Reproduce the top of the data verbatim, through and including the line that contains "impl CanActivate for".

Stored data
-----

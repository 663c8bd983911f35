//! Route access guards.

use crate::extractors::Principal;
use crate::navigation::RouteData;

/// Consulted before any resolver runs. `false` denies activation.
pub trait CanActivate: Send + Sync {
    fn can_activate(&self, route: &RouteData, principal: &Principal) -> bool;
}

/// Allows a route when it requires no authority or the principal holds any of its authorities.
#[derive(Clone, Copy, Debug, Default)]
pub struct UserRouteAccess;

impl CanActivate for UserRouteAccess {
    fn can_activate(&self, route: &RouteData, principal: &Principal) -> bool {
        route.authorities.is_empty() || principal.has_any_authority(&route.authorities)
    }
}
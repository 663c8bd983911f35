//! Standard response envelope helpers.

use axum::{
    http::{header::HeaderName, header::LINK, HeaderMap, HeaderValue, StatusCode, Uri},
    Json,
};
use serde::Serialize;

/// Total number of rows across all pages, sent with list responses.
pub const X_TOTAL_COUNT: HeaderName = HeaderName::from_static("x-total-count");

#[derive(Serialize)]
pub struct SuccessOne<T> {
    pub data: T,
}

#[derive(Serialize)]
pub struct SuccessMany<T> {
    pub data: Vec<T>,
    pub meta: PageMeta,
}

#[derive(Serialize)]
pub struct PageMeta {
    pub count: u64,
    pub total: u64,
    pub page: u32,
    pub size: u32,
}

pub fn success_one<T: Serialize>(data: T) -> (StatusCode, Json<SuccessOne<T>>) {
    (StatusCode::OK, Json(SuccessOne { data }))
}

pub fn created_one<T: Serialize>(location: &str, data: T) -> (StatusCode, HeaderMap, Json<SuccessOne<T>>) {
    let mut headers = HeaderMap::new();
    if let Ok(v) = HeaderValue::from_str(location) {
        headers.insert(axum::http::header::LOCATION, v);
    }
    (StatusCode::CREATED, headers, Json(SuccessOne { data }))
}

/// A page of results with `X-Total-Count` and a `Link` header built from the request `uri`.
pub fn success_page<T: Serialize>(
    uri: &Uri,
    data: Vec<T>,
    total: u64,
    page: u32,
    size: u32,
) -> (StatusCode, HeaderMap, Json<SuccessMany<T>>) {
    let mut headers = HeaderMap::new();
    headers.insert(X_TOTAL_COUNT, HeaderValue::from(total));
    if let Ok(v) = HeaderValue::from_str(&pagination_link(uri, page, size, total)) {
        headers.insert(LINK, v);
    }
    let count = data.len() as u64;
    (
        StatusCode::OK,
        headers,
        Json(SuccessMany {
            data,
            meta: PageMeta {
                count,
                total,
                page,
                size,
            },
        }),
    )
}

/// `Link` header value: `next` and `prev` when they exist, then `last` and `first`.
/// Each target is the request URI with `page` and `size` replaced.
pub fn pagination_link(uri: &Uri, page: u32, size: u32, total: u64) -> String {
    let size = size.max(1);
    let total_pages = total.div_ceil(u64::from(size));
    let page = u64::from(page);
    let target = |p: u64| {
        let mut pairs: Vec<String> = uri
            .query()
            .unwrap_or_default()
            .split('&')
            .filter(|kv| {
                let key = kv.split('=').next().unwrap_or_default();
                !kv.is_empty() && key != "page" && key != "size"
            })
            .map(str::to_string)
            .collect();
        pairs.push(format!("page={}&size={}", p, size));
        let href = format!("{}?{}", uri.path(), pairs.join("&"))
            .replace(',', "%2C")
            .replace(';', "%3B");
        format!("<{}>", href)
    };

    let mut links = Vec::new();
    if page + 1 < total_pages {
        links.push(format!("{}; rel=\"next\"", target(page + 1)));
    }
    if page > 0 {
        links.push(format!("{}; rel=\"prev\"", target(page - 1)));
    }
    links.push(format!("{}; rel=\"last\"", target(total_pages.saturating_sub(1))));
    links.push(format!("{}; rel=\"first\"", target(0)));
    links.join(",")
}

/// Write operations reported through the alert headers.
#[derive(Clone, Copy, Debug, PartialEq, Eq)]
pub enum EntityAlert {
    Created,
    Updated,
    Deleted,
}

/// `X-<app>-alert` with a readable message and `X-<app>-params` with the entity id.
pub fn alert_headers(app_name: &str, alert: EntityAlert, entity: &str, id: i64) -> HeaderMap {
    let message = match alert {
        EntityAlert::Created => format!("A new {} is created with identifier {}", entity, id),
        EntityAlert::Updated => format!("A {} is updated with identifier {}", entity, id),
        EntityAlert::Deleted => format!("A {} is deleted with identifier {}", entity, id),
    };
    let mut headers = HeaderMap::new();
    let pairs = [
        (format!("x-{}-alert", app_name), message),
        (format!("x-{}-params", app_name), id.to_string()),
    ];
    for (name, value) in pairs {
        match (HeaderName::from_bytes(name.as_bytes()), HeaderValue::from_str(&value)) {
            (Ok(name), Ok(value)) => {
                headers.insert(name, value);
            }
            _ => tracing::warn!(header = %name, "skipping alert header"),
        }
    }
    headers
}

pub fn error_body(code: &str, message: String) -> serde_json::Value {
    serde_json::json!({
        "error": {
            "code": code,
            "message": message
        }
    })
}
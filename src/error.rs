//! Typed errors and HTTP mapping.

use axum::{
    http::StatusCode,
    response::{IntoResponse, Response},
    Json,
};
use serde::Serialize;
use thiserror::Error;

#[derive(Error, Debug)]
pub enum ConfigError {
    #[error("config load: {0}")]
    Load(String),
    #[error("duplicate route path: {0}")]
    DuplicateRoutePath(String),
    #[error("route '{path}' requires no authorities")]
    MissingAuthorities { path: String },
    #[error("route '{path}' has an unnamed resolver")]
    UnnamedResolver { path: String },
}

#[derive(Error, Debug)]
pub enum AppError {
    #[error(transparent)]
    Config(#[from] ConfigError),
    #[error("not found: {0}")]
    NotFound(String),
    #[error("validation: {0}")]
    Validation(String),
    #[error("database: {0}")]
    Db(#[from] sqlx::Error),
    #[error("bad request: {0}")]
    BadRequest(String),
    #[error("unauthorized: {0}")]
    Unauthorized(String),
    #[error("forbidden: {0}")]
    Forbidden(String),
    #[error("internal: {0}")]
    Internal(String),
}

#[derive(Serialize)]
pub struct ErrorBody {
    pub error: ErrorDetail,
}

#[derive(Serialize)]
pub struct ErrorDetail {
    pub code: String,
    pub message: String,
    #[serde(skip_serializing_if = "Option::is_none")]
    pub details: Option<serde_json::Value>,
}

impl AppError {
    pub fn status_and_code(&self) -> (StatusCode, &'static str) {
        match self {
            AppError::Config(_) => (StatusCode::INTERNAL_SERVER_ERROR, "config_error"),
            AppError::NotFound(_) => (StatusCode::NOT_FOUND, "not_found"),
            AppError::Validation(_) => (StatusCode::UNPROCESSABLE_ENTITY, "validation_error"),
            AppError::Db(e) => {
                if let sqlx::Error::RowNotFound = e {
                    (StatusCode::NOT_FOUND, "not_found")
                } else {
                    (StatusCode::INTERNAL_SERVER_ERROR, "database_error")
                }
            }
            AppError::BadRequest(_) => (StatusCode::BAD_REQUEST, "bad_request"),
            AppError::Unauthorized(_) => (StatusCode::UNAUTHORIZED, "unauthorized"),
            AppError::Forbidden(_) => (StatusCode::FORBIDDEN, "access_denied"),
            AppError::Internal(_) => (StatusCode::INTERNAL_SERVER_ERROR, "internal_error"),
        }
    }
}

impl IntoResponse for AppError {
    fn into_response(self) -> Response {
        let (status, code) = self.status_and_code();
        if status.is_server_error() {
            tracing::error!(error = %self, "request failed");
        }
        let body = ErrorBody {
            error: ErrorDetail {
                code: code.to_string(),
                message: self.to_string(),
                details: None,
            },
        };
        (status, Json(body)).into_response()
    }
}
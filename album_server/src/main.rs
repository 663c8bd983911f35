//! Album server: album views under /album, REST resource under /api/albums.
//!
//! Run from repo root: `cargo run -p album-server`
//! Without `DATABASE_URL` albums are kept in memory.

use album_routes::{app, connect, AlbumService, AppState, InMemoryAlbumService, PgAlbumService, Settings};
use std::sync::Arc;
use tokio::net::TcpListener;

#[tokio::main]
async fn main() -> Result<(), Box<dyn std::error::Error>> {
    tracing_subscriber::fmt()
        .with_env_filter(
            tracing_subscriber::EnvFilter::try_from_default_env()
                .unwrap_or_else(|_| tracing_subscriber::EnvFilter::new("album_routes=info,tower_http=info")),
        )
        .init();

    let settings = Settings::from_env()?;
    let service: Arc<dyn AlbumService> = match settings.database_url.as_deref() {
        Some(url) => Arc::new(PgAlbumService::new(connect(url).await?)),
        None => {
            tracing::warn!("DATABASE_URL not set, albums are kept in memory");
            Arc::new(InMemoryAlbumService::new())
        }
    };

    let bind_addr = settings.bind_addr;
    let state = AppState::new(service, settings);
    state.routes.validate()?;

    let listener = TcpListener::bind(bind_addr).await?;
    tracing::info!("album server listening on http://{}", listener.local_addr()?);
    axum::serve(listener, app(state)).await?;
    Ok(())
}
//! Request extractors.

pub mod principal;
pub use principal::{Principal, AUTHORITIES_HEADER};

-----

> EXERCISE ANSWER:
repository 663c8bd983911f35
//! Route access guards.

use crate::extractors::Principal;
use crate::navigation::RouteData;

/// Consulted before any resolver runs. `false` denies activation.
pub trait CanActivate: Send + Sync {
    fn can_activate(&self, route: &RouteData, principal: &Principal) -> bool;
}

/// Allows a route when it requires no authority or the principal holds any of its authorities.
#[derive(Clone, Copy, Debug, Default)]
pub struct UserRouteAccess;

impl CanActivate for UserRouteAccess {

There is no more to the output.